Production LLM deployments increasingly maintain heterogeneous model pools spanning order-of-magnitude cost differences. Existing routers make binary strong-vs-weak decisions and couple learned parameters to specific model identities, requiring retraining whenever the catalog changes. We present HyDRA (Hybrid Dynamic Routing Architecture), a framework that predicts fine-grained, multi-dimensional capability requirements per query and matches them against configuration-defined model profiles via shortfall matching. A ModernBERT encoder with K=4 independent sigmoid heads scores each query along reasoning, code generation, debugging, and tool use; a shortfall-matching algorithm then selects the cheapest model whose capabilities meet the predicted requirements. The deployed predictor runs at 86 ms median CPU inference latency in production, and is fully decoupled from the model catalog -- adding or removing models requires only a configuration change, with zero retraining. On SWE-Bench Verified (5-model pool: GPT-5.4-mini, Claude Haiku 4.5, GPT-5.3 Codex, Claude Sonnet 4.6, GPT-5.4), HyDRA's tunable shortfall threshold spans three regimes: peak-quality exceeds the always-strong Claude Sonnet 4.6 baseline (75.4% vs. 74.2% resolution) at 12.9% cost savings; iso-quality matches Sonnet at 54.1% cost savings, a 6x improvement over our prior in-house binary router at 9.1%; aggressive pushes savings to 72.5% for a 3.2-point quality trade. Results generalize across LiveCodeBench, BigCodeBench, and tau-bench. HyDRA is deployed to all users in GitHub Copilot's VS Code Chat auto-mode and -- to our knowledge for the first time in the LLM routing literature -- demonstrates language-invariant routing across CJK, European, and other script families.

Editorial analysis

A structured set of objections, weighed in public.

Desk editor's note, referee report, simulated authors' rebuttal, and a circularity audit. Tearing a paper down is the easy half of reading it; the pith above is the substance, this is the friction.

Referee Report

2 major / 2 minor

Summary. The manuscript introduces HyDRA, a routing framework for heterogeneous LLM pools that decouples a query-level capability predictor from the model catalog. A ModernBERT encoder with K=4 independent sigmoid heads predicts requirements along reasoning, code generation, debugging, and tool use; shortfall matching then selects the cheapest model whose static profile meets or exceeds the predicted scores. The router requires only a configuration change when models are added or removed. On SWE-Bench Verified (5-model pool), three operating regimes are reported: peak quality of 75.4% (exceeding Claude Sonnet 4.6 at 74.2%) with 12.9% cost savings; iso-quality matching at 54.1% savings (6x prior binary router); and aggressive mode at 72.5% savings for a 3.2-point quality drop. Generalization is claimed across LiveCodeBench, BigCodeBench, and tau-bench, with production deployment in GitHub Copilot and language-invariant behavior across scripts.
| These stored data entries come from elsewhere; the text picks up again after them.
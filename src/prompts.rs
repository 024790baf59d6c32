//! Prompt Builders - All LLM prompt text lives here
//!
//! Every prompt the system sends is assembled by a function in this module,
//! so the contract between the agents and the model (output formats, tool
//! vocabularies, JSON shapes) can be reviewed in one place.

use crate::workspace::ContextSignature;

/// Prompt for designing a dashboard layout with embedded SQL.
pub fn build_dashboard_layout_prompt(schema: &str, user_intent: &str) -> String {
    format!(
        r#"You are a Principal Data Architect and SQL expert.
Design a dashboard for the data below and write an optimized SQL query for every visual.

DATABASE SCHEMA:
{}

USER INTENT:
{}

OUTPUT FORMAT (Strict JSON):
{{
    "dashboard_title": "string",
    "kpi_cards": [
        {{
            "id": "kpi_1",
            "label": "Total Revenue",
            "sql_query": "SELECT SUM(sales) FROM sales_data",
            "format": "currency"
        }}
    ],
    "charts": [
        {{
            "id": "chart_1",
            "type": "bar",
            "title": "Sales by Region",
            "sql_query": "SELECT region, SUM(sales) AS total_sales FROM sales_data GROUP BY region ORDER BY total_sales DESC LIMIT 20",
            "x_column": "region",
            "y_column": "total_sales",
            "description": "Top performing regions."
        }}
    ]
}}

RULES:
1. "sql_query" MUST be valid, executable SQL against the tables named in the schema.
2. "type" is one of "bar", "line", "pie". "format" is one of "currency", "percent", "number".
3. Always GROUP BY when using SUM/AVG/COUNT in charts, and add LIMIT 100 to chart queries.
4. KPI queries must return exactly ONE row and ONE column (a single value).
5. Return ONLY the JSON object. No markdown, no commentary."#,
        schema, user_intent
    )
}

/// Prompt for suggesting dashboard ideas from a schema alone.
pub fn build_intent_suggestions_prompt(schema: &str) -> String {
    format!(
        r#"You are a Senior Business Analyst.
Analyze the database schema and generate 7 distinct, high-value dashboard ideas.

DATABASE SCHEMA:
{}

RULES:
1. Focus on business value (e.g. "Customer Churn Analysis", "Inventory Turnover", "Seasonal Sales Trends").
2. Avoid generic titles like "Data Overview". Prefer specific insights like "Cohort Analysis" or "Pareto Distribution".
3. Return ONLY a JSON list of strings. No markdown.

Example Output:
["Sales Performance by Region", "Customer Acquisition Cost Analysis", "Quarterly Revenue Trends"]"#,
        schema
    )
}

/// Prompt for the copilot's first phase: decide whether the command needs a
/// dashboard edit, a summary refresh, or data fetched via SQL.
pub fn build_copilot_investigate_prompt(user_query: &str, schema: &str) -> String {
    format!(
        r#"You are the intent router for an analytics copilot.

DATABASE SCHEMA:
{}

USER COMMAND: "{}"

DECIDE:
1. If the user wants to change the dashboard itself (add, remove or modify charts or KPIs, retitle, change formats), reply with exactly: UPDATE_DASHBOARD
2. If the user wants a narrative readout of what is already on screen, reply with exactly: SUMMARIZE
3. Otherwise reply with ONLY the SQL query needed to answer the question factually. No markdown, no explanation."#,
        schema, user_query
    )
}

/// Prompt for the copilot's final phase: the strict-JSON reply envelope.
pub fn build_copilot_respond_prompt(
    user_query: &str,
    config_json: &str,
    schema: &str,
    focused_context: Option<&str>,
    data_context: &str,
) -> String {
    let context_line = match focused_context {
        Some(target) if !target.trim().is_empty() && !target.contains("Global") => format!(
            "FOCUS AREA: The user is explicitly pointing at this component: '{}'.",
            target
        ),
        _ => "Global Dashboard (the user is asking about the entire dataset or layout).".to_string(),
    };

    format!(
        r#"You are the SQL Co-Pilot for an analytics workbench.

DATABASE SCHEMA:
{}

CURRENT DASHBOARD JSON:
{}

CONTEXT: {}

DATA CONTEXT (fetched for this command):
{}

USER COMMAND: "{}"

INSTRUCTIONS:
1. Decide if this is a Dashboard Update (visual/SQL change), an Executive Summary refresh, or a Text Answer (analysis).
2. IF Update: return "response_type": "update_dashboard" and the FULL updated dashboard JSON in "content".
3. IF Summary: return "response_type": "update_executive_summary" and the summary markup as a string in "content".
4. IF Answer: return "response_type": "text_answer" and the analytical text in "content".
5. ALWAYS provide 2 short, clickable "suggestions" for next steps.

OUTPUT FORMAT (Strict JSON):
{{
    "response_type": "update_dashboard" | "text_answer" | "update_executive_summary",
    "content": "string or json_object",
    "suggestions": ["Action 1", "Action 2"]
}}"#,
        schema, config_json, context_line, data_context, user_query
    )
}

/// Prompt for the planner's hypothesis phase: one `SQL | TOOL` step per line.
pub fn build_plan_prompt(
    user_objective: &str,
    saved_context: Option<&ContextSignature>,
    schema: &str,
) -> String {
    let saved_context_block = saved_context
        .map(|sig| {
            format!(
                r#"
SAVED WORKSPACE CONTEXT:
- Original user intent: "{}"
- Automated summary: "{}"
Use this context to guide the investigation. If the original intent was about churn, keep the analysis focused on churn.
"#,
                sig.intent, sig.automated_summary
            )
        })
        .unwrap_or_default();

    format!(
        r#"You are a Chief Analytics Officer planning a data investigation.

USER OBJECTIVE: "{}"
{}
DATABASE SCHEMA:
{}

TASK: Plan the investigation.
For each logical step, write the specific SQL query and select the analytical tool to apply.

AVAILABLE TOOLS:
- [ANOMALY]: Detect outliers in time series or ranked lists. Use for identifying risks.
- [FORECAST]: Predict future trends. Use for forward-looking questions.
- [SEGMENTATION]: Cluster entities (customers, products) to find groups. Use for "who?" questions.
- [CORRELATION]: Find relationships between metrics. Use for "why?" questions.
- [NONE]: Just fetch data for display.

OUTPUT FORMAT (one step per line, nothing else):
SQL_QUERY | TOOL_NAME"#,
        user_objective, saved_context_block, schema
    )
}

/// Prompt for the planner's layout phase: synthesize the dossier into a
/// board-ready HTML report.
pub fn build_report_prompt(user_objective: &str, dossier: &str) -> String {
    format!(
        r#"You are an elite strategy consultant preparing a board-ready report.

MISSION: Generate an executive HTML report.

USER OBJECTIVE: {}

INTELLIGENCE DOSSIER (includes tool analysis):
{}

DESIGN SYSTEM (CSS):
- Background: #0e1117. Text: #E0E0E0. Font: 'Inter', sans-serif.
- Cards: background rgba(255, 255, 255, 0.05); border 1px solid rgba(255, 255, 255, 0.1); border-radius 8px; padding 20px; margin-bottom 20px.
- Accents: #00E5FF for positives, #FF4B4B for risks.

REPORT STRUCTURE:
1. Title header: report name, objective, date.
2. Executive summary: synthesize the tool results (specific anomalies, forecasts, correlations). Start with the answer.
3. Deep dive analysis grouped by topic. You CANNOT generate images: visualize numbers with CSS progress bars, colored badges and HTML tables.
4. If a SEGMENTATION ANALYSIS is present, add a dedicated card with the cluster table and invent a two-word business persona for each cluster (e.g. 'Cluster 0' -> 'High-Value Loyalists').
5. Risk and opportunity radar: report anomalies as risks and forecasts as opportunities.

Output ONLY the raw HTML. Do not use markdown blocks."#,
        user_objective, dossier
    )
}

/// Prompt for inferring a segmentation strategy from a data sample.
pub fn build_segmentation_strategy_prompt(sample_markdown: &str) -> String {
    format!(
        r#"You are a Data Science Architect. Analyze this data sample to determine the best entity segmentation strategy.

DATA SAMPLE:
{}

TASK:
1. Identify the entity id column (customer id, product id, user id, ...).
2. Identify the best numerical features for clustering.
   - If transaction data (date, amount) is present, suggest "RFM" (Recency, Frequency, Monetary).
   - If behavioral data (duration, clicks, logins) is present, suggest "Generic" and list the columns.
   - If product data (price, stock) is present, suggest "Generic".

OUTPUT JSON ONLY (no markdown):
{{
    "strategy_type": "RFM" or "Generic",
    "id_col": "column_name_for_id",
    "date_col": "column_name_for_date (only if RFM)",
    "amount_col": "column_name_for_amount (only if RFM)",
    "feature_cols": ["col1", "col2"] (only if Generic)
}}"#,
        sample_markdown
    )
}

/// Prompt for the one-sentence context signature stored with a saved
/// workspace.
pub fn build_context_signature_prompt(
    chart_titles: &[String],
    kpi_labels: &[String],
    description: &str,
) -> String {
    format!(
        r#"Generate a context signature for this dashboard configuration.

Charts: {:?}
KPIs: {:?}
User description: "{}"

Task: summarize the ANALYTICAL INTENT in one sentence (e.g. "Investigating Q3 regional sales dip."). Reply with the sentence only."#,
        chart_titles, kpi_labels, description
    )
}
Significance. If the central results hold, the work is significant for production LLM serving. The explicit decoupling of the learned predictor from model identities removes the retraining requirement that limits prior routers, and the tunable shortfall threshold provides concrete, controllable quality-cost operating points with large reported savings. The 86 ms median CPU latency, real deployment, and cross-script invariance are practical strengths. The approach also supplies a falsifiable prediction mechanism (capability scores must correlate with per-model success) that future work can test directly.

major comments (2)
  1. [Abstract and §4] Abstract and §4 (Results): The headline regimes (75.4% peak quality at 12.9% savings, 54.1% iso-quality savings) rest on shortfall matching between the four predicted capability scores and static model profiles. No table or figure shows the empirical correlation between these four ModernBERT outputs and actual per-model resolution success on SWE-Bench Verified or the other benchmarks. Without this validation, it is unclear whether the observed trade-offs are driven by genuine capability prediction or by incidental alignment with the particular 5-model pool and benchmark distribution.
  2. [§3.1] §3.1 (Capability Encoder): The selection of exactly the four dimensions (reasoning, code generation, debugging, tool use) and K=4 heads is presented as given, with no ablation on alternative dimension sets or on the effect of removing any head. If one or more dimensions are weakly predictive of success for the models in the pool, the shortfall-matching rule could systematically under- or over-estimate requirements, undermining the claim that the router generalizes beyond the reported benchmarks.
minor comments (2)
  1. [Table 1] Table 1: The cost-savings percentages are reported to one decimal place while quality is given to one decimal; clarify whether these are means over multiple runs and whether error bars or standard deviations are available.
  2. [§5] §5 (Deployment): The 86 ms median CPU latency is stated without the hardware configuration, batch size, or sequence-length distribution used for the measurement; add these details for reproducibility.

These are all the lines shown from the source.